Overall, because of more competitive pricing in overseas markets in 2007, growth in U.S. chemical exports exceeded growth in imports. In fact, exports rose significantly in all segments. Results for imports were mixed, however. U.S. imports of plastics fell for the first time in many years. Only in fertilizers did imports increase significantly, by 44.4%, as U.S. farmers turned to the international market to meet a huge increase in demand.

One segment where the U.S. has seen an increasingly negative trade balance is in medicinals and pharmaceuticals. In 2007, the gap widened to over $20 billion. U.S.-based drug companies increasingly use active pharmaceutical ingredients that are manufactured overseas.

Although Canada’s trade deficit has not been erased like the U.S.’s, it fell from $9.5 billion in 2006 to $7.3 billion in 2007, its lowest level since 1998. A big contributor to the country’s export increase was the basic chemical sector, which expanded its surplus from $200 million in 2006 to $1.9 billion last year. Although Canada is a large agricultural chemical maker, it imported 12.8% more in that segment.

Chemical sales for Europe as a whole were strong, but export growth slowed in major exporting countries such as Germany and France. The extremely strong euro made European chemicals seem high-priced compared with U.S.-dollar-priced goods. The European petrochemicals sector, in fact, saw a trade surplus decrease of almost 50%, according to the European Chemical Industry Council. Only pharmaceuticals and, to a lesser degree, consumer chemicals increased their trade surplus.

On a country level, Germany, Belgium, and the Netherlands managed small trade surplus increases, but the U.K. saw its trade surplus decline by about two-thirds because of a 16.5% increase in imports.

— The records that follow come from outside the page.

//! Test card number generation.
//!
//! Run with: `cargo run --example generate --features generate`

use cardcheck::generate::{
    default_length, generate_card, generate_card_deterministic,
    generate_card_deterministic_with_prefix, generate_card_with_rng, generate_cards, prefix_for,
};
use cardcheck::{format, validate_card, CardNetwork};
use rand::rngs::StdRng;
use rand::SeedableRng;

fn main() {
    println!("=== Test Card Generation ===\n");
    println!("Generated numbers pass Luhn but belong to no real account.\n");

    println!("Deterministic (zero-filled):");
    for network in CardNetwork::ALL {
        let card = generate_card_deterministic(network);
        println!(
            "  {:<18} prefix {:<5} len {:<3} {}",
            network.name(),
            prefix_for(network),
            default_length(network),
            format::format_card_number(&card)
        );
    }
    println!();

    println!("Random:");
    for network in CardNetwork::ALL {
        let card = generate_card(network);
        let detected = validate_card(&card).map(|r| r.card_type());
        println!("  {:<18} {:<20} detected {:?}", network.name(), card, detected);
    }
    println!();

    println!("Five Mastercards:");
    for card in generate_cards(CardNetwork::Mastercard, 5) {
        println!("  {}", card);
    }
    println!();

    // Seeded RNG gives reproducible fixtures
    let mut rng = StdRng::seed_from_u64(42);
    println!("Seeded, custom prefix:");
    for _ in 0..3 {
        if let Some(card) = generate_card_with_rng("222100", 16, &mut rng) {
            println!("  {}", card);
        }
    }
    println!();

    match generate_card_deterministic_with_prefix("4111111111111111111", 19) {
        Some(card) => println!("19 digits: {}", card),
        None => println!("prefix too long for 19 digits"),
    }
}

In Asia, Japan slightly increased its already strong trade surplus. Double-digit hikes in overseas shipments of synthetic resins and organic chemical shipments contributed to a total export growth of 11.5%. However, Japan is still a large importer of inorganic chemicals, and in 2007, its imports in that segment increased by more than 26%. Interestingly, South Korea’s petrochemical exports rose by almost 20% in 2007.

China’s results further amplified the important role it already plays in global chemical trade. The country absorbed more than $68 billion worth of chemicals in 2007. That’s almost half of U.S. chemical imports and an increase of 22.0% over the previous year.

Nevertheless, China still posted a large chemical trade deficit in 2007. But because Chinese chemical exports are increasing far faster than imports, its trade deficit is shrinking, with most of the deficit coming from organic chemicals. China’s chemical trade deficit was $17.4 billion last year compared with $18.4 billion in 2006.